Otra bandera de los socialistas argentinos, íntimamente vinculada con la del sufragio sin restricciones, fue la de la nacionalización de los extranjeros residentes en el país. ¿A qué obedecía esto en una organización que se consideraba parte de un movimiento internacionalista? Era, de hecho, una de las piedras angulares de la estrategia de mediano-largo plazo que había asumido tempranamente el PS. Ya que en las elecciones nacionales sólo podían votar los ciudadanos masculinos mayores de edad, y previendo que en un país de inmigración como Argentina la mayor parte de los recién llegados eran trabajadores, se postulaba que al adquirir estos la ciudadanía luego votarían por el partido que representaba sus intereses de clase. Por lo demás, la propia Internacional había tomado cartas en el asunto promoviendo la organización a escala nacional de los trabajadores y la adquisición de los derechos políticos. A todo ello es lo que Ricardo Falcón denominó en un célebre trabajo la “cuestión étnica”, en donde el anarquismo tuvo un mayor éxito inicial debido a que rechazaba el principio de la asimilación, lo cual coincidía aparentemente con los deseos de buena parte de los inmigrantes que, además, podían perder su nacionalidad de origen[10].

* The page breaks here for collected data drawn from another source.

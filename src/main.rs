mod db;
mod error;
mod labels;
mod pipeline;
mod template;

use std::path::PathBuf;
use std::sync::Arc;
use std::time::Instant;

use clap::{Parser, Subcommand};

use pipeline::router::ScoringConfig;
use pipeline::{DocumentReport, Pipeline, PipelineConfig};
use template::TemplateStore;

const DEFAULT_TEMPLATES_DIR: &str = "templates/patterns";

#[derive(Parser)]
#[command(name = "sds_extractor", about = "Structured field extraction from SDS text dumps")]
struct Cli {
    #[command(subcommand)]
    command: Commands,
}

#[derive(Subcommand)]
enum Commands {
    /// Run the extraction pipeline over page-marked text files
    Process {
        /// Input .txt files or directories of them
        paths: Vec<PathBuf>,
        /// Template profile directory
        #[arg(long, default_value = DEFAULT_TEMPLATES_DIR)]
        templates_dir: PathBuf,
        /// Routing confidence threshold (0-100)
        #[arg(long)]
        min_conf: Option<f64>,
        /// Never synthesize new template profiles on routing misses
        #[arg(long)]
        no_auto_create: bool,
        /// Max documents to process
        #[arg(short = 'n', long)]
        limit: Option<usize>,
    },
    /// Show extraction statistics
    Stats,
    /// Per-document overview table
    Overview {
        /// Only documents flagged for review (errors or partial extraction)
        #[arg(long)]
        flagged: bool,
        /// Max rows to display
        #[arg(short = 'n', long, default_value = "50")]
        limit: usize,
    },
    /// List loaded template profiles
    Templates {
        #[arg(long, default_value = DEFAULT_TEMPLATES_DIR)]
        templates_dir: PathBuf,
    },
}

fn main() -> anyhow::Result<()> {
    tracing_subscriber::fmt()
        .with_env_filter(
            tracing_subscriber::EnvFilter::try_from_default_env()
                .unwrap_or_else(|_| "info".into()),
        )
        .init();

    let t0 = Instant::now();
    let cli = Cli::parse();

    let result = match cli.command {
        Commands::Process {
            paths,
            templates_dir,
            min_conf,
            no_auto_create,
            limit,
        } => {
            let files = collect_inputs(&paths, limit)?;
            if files.is_empty() {
                println!("No .txt inputs found. Pass files or directories.");
                return Ok(());
            }

            let store = Arc::new(TemplateStore::open(templates_dir)?);
            let mut cfg = PipelineConfig {
                auto_create: !no_auto_create,
                ..Default::default()
            };
            if let Some(min_conf) = min_conf {
                cfg.scoring = ScoringConfig {
                    min_confidence: min_conf,
                    ..Default::default()
                };
            }
            let pipeline = Pipeline::new(Arc::clone(&store), cfg);

            let conn = db::connect()?;
            db::init_schema(&conn)?;

            println!("Processing {} documents...", files.len());
            let counts = process_files(&conn, &pipeline, &files)?;
            counts.print();
            println!("Templates loaded: {}", store.len());
            Ok(())
        }
        Commands::Stats => {
            let conn = db::connect()?;
            db::init_schema(&conn)?;
            let s = db::get_stats(&conn)?;
            println!("Documents:   {}", s.documents);
            println!("Errors:      {}", s.errors);
            println!("Flagged:     {}", s.flagged);
            println!("Composition: {}", s.composition_rows);
            println!("Properties:  {}", s.physchem_rows);
            println!("Regulatory:  {}", s.regulatory_rows);
            Ok(())
        }
        Commands::Overview { flagged, limit } => {
            let conn = db::connect()?;
            db::init_schema(&conn)?;
            let rows = db::fetch_overview(&conn, flagged, limit)?;
            if rows.is_empty() {
                println!("No documents found.");
                return Ok(());
            }

            println!(
                "{:>3} | {:<28} | {:<14} | {:>6} | {:>5} | {:>4} | {:>4} | {:<24} | {}",
                "#", "File", "Template", "Route", "Extr", "Comp", "Reg", "Product", "Error"
            );
            println!("{}", "-".repeat(118));
            for (i, r) in rows.iter().enumerate() {
                let route = if r.locked {
                    "lock".to_string()
                } else {
                    format!("{:.0}", r.router_score)
                };
                println!(
                    "{:>3} | {:<28} | {:<14} | {:>6} | {:>4}% | {:>4} | {:>4} | {:<24} | {}",
                    i + 1,
                    truncate(&r.file, 28),
                    truncate(&r.template, 14),
                    route,
                    r.extract_score,
                    r.comp_rows,
                    r.reg_rows,
                    truncate(&r.product, 24),
                    truncate(&r.error, 24),
                );
            }
            println!("\n{} documents", rows.len());
            Ok(())
        }
        Commands::Templates { templates_dir } => {
            let store = TemplateStore::open(templates_dir)?;
            for name in store.names() {
                if let Some(t) = store.get(&name) {
                    println!(
                        "{:<16} core={} seeds={}",
                        name,
                        t.detect.doc_signatures.len(),
                        t.detect.seed_patterns.len()
                    );
                }
            }
            Ok(())
        }
    };

    let elapsed = t0.elapsed();
    if elapsed.as_secs() >= 1 {
        println!("\nDone in {}", format_duration(elapsed));
    }

    result
}

fn collect_inputs(paths: &[PathBuf], limit: Option<usize>) -> anyhow::Result<Vec<PathBuf>> {
    let mut files = Vec::new();
    for path in paths {
        if path.is_dir() {
            let mut entries: Vec<PathBuf> = std::fs::read_dir(path)?
                .filter_map(|e| e.ok().map(|e| e.path()))
                .filter(|p| p.extension().and_then(|e| e.to_str()) == Some("txt"))
                .collect();
            entries.sort();
            files.extend(entries);
        } else {
            files.push(path.clone());
        }
    }
    if let Some(n) = limit {
        files.truncate(n);
    }
    Ok(files)
}

struct ProcessCounts {
    documents: usize,
    errors: usize,
    flagged: usize,
    composition: usize,
    physchem: usize,
    regulatory: usize,
    sec3_ok: usize,
    reg_ok: usize,
}

impl ProcessCounts {
    fn print(&self) {
        println!(
            "Saved {} documents ({} errors, {} flagged): {} composition, {} property, {} regulatory rows.",
            self.documents, self.errors, self.flagged,
            self.composition, self.physchem, self.regulatory,
        );
        println!(
            "Quality: {}/{} with composition rows, {}/{} with mapped regulatory items.",
            self.sec3_ok, self.documents, self.reg_ok, self.documents,
        );
    }
}

fn process_files(
    conn: &rusqlite::Connection,
    pipeline: &Pipeline,
    files: &[PathBuf],
) -> anyhow::Result<ProcessCounts> {
    use indicatif::{ProgressBar, ProgressStyle};
    use rayon::prelude::*;

    let pb = ProgressBar::new(files.len() as u64);
    pb.set_style(
        ProgressStyle::default_bar()
            .template("{spinner:.green} [{elapsed_precise}] [{bar:40.cyan/blue}] {pos}/{len} ({per_sec})")?
            .progress_chars("#>-"),
    );

    let mut counts = ProcessCounts {
        documents: 0,
        errors: 0,
        flagged: 0,
        composition: 0,
        physchem: 0,
        regulatory: 0,
        sec3_ok: 0,
        reg_ok: 0,
    };

    for chunk in files.chunks(64) {
        let reports: Vec<DocumentReport> = chunk
            .par_iter()
            .map(|path| {
                let name = path
                    .file_name()
                    .and_then(|n| n.to_str())
                    .unwrap_or("unknown")
                    .to_string();
                match std::fs::read_to_string(path) {
                    Ok(raw) => pipeline.process(&name, &raw),
                    Err(e) => pipeline.process_unreadable(&name, &e.to_string()),
                }
            })
            .collect();

        for report in &reports {
            counts.documents += 1;
            if report.error.is_some() {
                counts.errors += 1;
            }
            if report.flagged() {
                counts.flagged += 1;
            }
            if report.composition_ok() {
                counts.sec3_ok += 1;
            }
            if report.regulatory_mapped() > 0 {
                counts.reg_ok += 1;
            }
            if let Some(data) = &report.data {
                counts.composition += data.composition.rows.len();
                counts.physchem += data.physchem.len();
                counts.regulatory += data.regulatory.len();
            }
        }

        db::save_reports(conn, &reports)?;
        pb.inc(chunk.len() as u64);
    }

    pb.finish_and_clear();
    Ok(counts)
}

fn truncate(s: &str, max: usize) -> String {
    if s.chars().count() <= max {
        s.to_string()
    } else {
        let truncated: String = s.chars().take(max).collect();
        format!("{}...", truncated)
    }
}

fn format_duration(d: std::time::Duration) -> String {
    let secs = d.as_secs();
    if secs < 60 {
        format!("{:.1}s", d.as_secs_f64())
    } else if secs < 3600 {
        format!("{}m {}s", secs / 60, secs % 60)
    } else {
        format!("{}h {}m {}s", secs / 3600, (secs % 3600) / 60, secs % 60)
    }
}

El PS asumió con tesón este aspecto de su “lucha práctica” y, al igual que con los derechos políticos, hizo constar en sus primeros programas el reclamo a fin de que los extranjeros pudieran naturalizarse con un año de residencia en el país y “por la simple inscripción en los registros cívicos”, de una connotación política evidente. Nuevamente, los dos rostros del socialismo, antes que oponerse, se complementaban, porque la geometría variable de los derechos civiles y los derechos políticos se combinaba con un diagnóstico respecto de las tendencias de la sociedad argentina cuya realización se ubicaba en un futuro optimista. Se advierte así que el compromiso cívico que proponía el partido a sus militantes, donde los extranjeros jugaron un papel dirigente muy relevante al menos en sus orígenes, era muy demandante, lo cual generó cierta tensión inicial con algunas de las asociaciones étnicas que contribuyeron a la institucionalización del PS.
La continuidad del flujo migratorio con el cambio de siglo y la sanción de una legislación represiva de carácter xenófobo figurada en la Ley de Residencia de Extranjeros (1902) convencieron a los socialistas de sostener lo que entendían como la llave de su éxito político. Si su solidaridad con las otras tendencias del movimiento obrero los llevó a denunciar los efectos autoritarios de la ley, los sucesivos congresos del PS dictaron resoluciones tendientes a reforzar su propuesta original, como en 1903, por la cual los candidatos a cargos electivos dentro del partido debían tramitar de forma obligatoria su ciudadanía en caso de tener origen extranjero. En la visión socialista de la acción política, el militante así como el dirigente debían integrarse a la comunidad nacional y entrar de lleno en el juego de las instituciones representativas.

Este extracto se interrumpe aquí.